Stored data:
┄┄┄┄┄┄
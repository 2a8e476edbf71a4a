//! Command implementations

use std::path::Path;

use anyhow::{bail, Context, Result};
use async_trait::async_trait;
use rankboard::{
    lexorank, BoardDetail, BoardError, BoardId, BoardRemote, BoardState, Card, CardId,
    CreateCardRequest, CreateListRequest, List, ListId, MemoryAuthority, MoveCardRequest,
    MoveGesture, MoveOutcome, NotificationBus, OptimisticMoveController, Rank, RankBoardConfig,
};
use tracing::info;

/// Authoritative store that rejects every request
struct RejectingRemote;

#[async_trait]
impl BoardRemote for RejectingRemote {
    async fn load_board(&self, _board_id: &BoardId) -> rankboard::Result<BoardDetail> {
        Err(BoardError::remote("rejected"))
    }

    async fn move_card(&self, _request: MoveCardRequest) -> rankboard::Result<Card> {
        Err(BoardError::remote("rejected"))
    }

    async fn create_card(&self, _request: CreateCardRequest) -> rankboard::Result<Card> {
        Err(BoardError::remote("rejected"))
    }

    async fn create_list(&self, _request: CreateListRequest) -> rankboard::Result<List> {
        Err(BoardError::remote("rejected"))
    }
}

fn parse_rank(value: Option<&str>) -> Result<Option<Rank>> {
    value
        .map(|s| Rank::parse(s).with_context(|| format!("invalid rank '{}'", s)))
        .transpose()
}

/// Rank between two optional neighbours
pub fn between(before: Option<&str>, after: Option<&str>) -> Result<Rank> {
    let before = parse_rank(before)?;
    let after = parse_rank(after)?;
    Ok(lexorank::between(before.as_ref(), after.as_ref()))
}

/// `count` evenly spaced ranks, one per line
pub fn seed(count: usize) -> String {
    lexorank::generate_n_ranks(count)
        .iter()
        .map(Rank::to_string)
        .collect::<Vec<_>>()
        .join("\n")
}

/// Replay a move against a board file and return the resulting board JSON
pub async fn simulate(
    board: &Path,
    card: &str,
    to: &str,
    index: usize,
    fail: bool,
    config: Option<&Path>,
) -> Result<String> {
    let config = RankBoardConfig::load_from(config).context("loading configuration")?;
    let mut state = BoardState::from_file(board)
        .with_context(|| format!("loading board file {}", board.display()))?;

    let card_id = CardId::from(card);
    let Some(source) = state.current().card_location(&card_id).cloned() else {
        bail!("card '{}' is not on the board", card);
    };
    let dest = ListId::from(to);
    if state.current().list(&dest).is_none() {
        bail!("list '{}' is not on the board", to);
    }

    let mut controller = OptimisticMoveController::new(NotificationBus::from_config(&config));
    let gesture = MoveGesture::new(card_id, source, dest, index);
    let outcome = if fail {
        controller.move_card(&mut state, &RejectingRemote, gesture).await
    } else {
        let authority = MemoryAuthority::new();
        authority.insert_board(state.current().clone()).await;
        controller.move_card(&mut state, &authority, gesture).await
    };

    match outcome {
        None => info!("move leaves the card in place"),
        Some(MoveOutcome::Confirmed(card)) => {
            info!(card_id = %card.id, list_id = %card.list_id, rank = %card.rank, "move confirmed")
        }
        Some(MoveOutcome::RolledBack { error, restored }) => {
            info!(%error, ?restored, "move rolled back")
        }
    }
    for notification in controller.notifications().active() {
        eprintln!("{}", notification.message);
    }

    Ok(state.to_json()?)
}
┄┄┄┄┄┄
WHAT TO DO:
Looking at the data above, count every line holding the word "after" and state only the count.

RESULT BELOW:
3